NOTE. Currently this metrics SPI exposes the keycloak metrics on the default https port with no authentication which is a significant security concern as documented here. There is a pull request (PR) in progress to mitigate this in OpenShift here, I will update this blog once the PR is merged.
One other thing that needs to be done as part of the deployment is expose the EAP metrics because we want to capture them as well. By default the RH-SSO exposes the metrics on the management port which only binds to localhost thereby preventing Prometheus from scraping them. In order to enable Prometheus to scrape these metrics you will need to bind the management port to all IP addresses (0.0.0.0) so it can be read from the Pod IP. To do this, add -Djboss.bind.address.management=0.0.0.0
to the existing JAVA_OPTS_APPEND
environment variable for the Deployment or StatefulSet you are using to deploy RH-SSO. If it doesn’t exist, just add it.

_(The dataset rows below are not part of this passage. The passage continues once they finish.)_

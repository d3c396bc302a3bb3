// SPDX-FileCopyrightText: 2026 Tandem Contributors
// SPDX-License-Identifier: MIT OR Apache-2.0

//! Configuration system for the Tandem chat router.
//!
//! Provides TOML configuration parsing with strict validation (`deny_unknown_fields`),
//! XDG file hierarchy lookup, environment variable overrides, and miette diagnostics
//! with typo suggestions.
//!
//! # Usage
//!
//! ```no_run
//! use tandem_config::load_and_validate;
//!
//! let config = load_and_validate().expect("config errors");
//! println!("Remote model: {}", config.remote.model);
//! ```

pub mod diagnostic;
pub mod loader;
pub mod model;
pub mod validation;

pub use diagnostic::{ConfigError, render_errors};
pub use loader::{load_config, load_config_from_path, load_config_from_str};
pub use model::{
    AgentConfig, LocalConfig, PrivacyConfig, RemoteConfig, RoutingConfig, TandemConfig,
};

/// Load configuration from the XDG hierarchy and validate it.
///
/// Figment errors are converted to diagnostics with typo suggestions and
/// source spans; semantic problems are reported by [`validation::validate_config`].
pub fn load_and_validate() -> Result<TandemConfig, Vec<ConfigError>> {
    match loader::load_config() {
        Ok(config) => {
            validation::validate_config(&config)?;
            Ok(config)
        }
        Err(err) => {
            let toml_sources = collect_toml_sources();
            Err(diagnostic::figment_to_config_errors(err, &toml_sources))
        }
    }
}

/// Load configuration from a specific file path and validate it.
pub fn load_and_validate_path(path: &std::path::Path) -> Result<TandemConfig, Vec<ConfigError>> {
    match loader::load_config_from_path(path) {
        Ok(config) => {
            validation::validate_config(&config)?;
            Ok(config)
        }
        Err(err) => {
            let sources = std::fs::read_to_string(path)
                .map(|content| vec![(path.display().to_string(), content)])
                .unwrap_or_default();
            Err(diagnostic::figment_to_config_errors(err, &sources))
        }
    }
}

/// Load configuration from a TOML string and validate it.
pub fn load_and_validate_str(toml_content: &str) -> Result<TandemConfig, Vec<ConfigError>> {
    match loader::load_config_from_str(toml_content) {
        Ok(config) => {
            validation::validate_config(&config)?;
            Ok(config)
        }
        Err(err) => {
            let sources = vec![("<inline>".to_string(), toml_content.to_string())];
            Err(diagnostic::figment_to_config_errors(err, &sources))
        }
    }
}

/// Read whichever config files exist, for error source span resolution.
fn collect_toml_sources() -> Vec<(String, String)> {
    let mut candidates = vec![std::path::PathBuf::from(loader::SYSTEM_CONFIG_PATH)];
    candidates.extend(loader::user_config_path());
    candidates.push(
        std::env::current_dir()
            .map(|d| d.join(loader::LOCAL_CONFIG_PATH))
            .unwrap_or_else(|_| loader::LOCAL_CONFIG_PATH.into()),
    );

    candidates
        .into_iter()
        .filter_map(|path| {
            std::fs::read_to_string(&path)
                .ok()
                .map(|content| (path.display().to_string(), content))
        })
        .collect()
}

Once the SPI is deployed you then need to configure the realms you want to monitor to route events to the metrics-listener
. To do this go to Manage > Events > Config and make the change in Event Listeners as per the screenshot below, be careful not to delete existing listeners.
This needs to be done on every realm for which you want to track metrics.
Once you have the SPI deployed and added the event listener to the realms to be monitored you are now ready to validate that it is working. The SPI works by adding a /metrics
at the end of each realm URL. For example to view the metrics from the master realm, you would use the path /auth/realms/master/metrics
. To test the metrics RSH to one of the SSO pods and run the following two curl commands:
# Test keycloak metrics for master realm on pod IP $ curl -k https://$(hostname -i):8443/auth/realms/master/metrics # HELP keycloak_user_event_CLIENT_REGISTER_ERROR Generic KeyCloak User event # TYPE keycloak_user_event_CLIENT_REGISTER_ERROR counter # HELP keycloak_user_event_INTROSPECT_TOKEN Generic KeyCloak User event ... # Test EAP metrics on pod IP curl http://$(hostname -i):9990/metrics # HELP base_cpu_processCpuLoad Displays the "recent cpu usage" for the Java Virtual Machine process. # TYPE base_cpu_processCpuLoad gauge base_cpu_processCpuLoad 0.009113504556752278 ...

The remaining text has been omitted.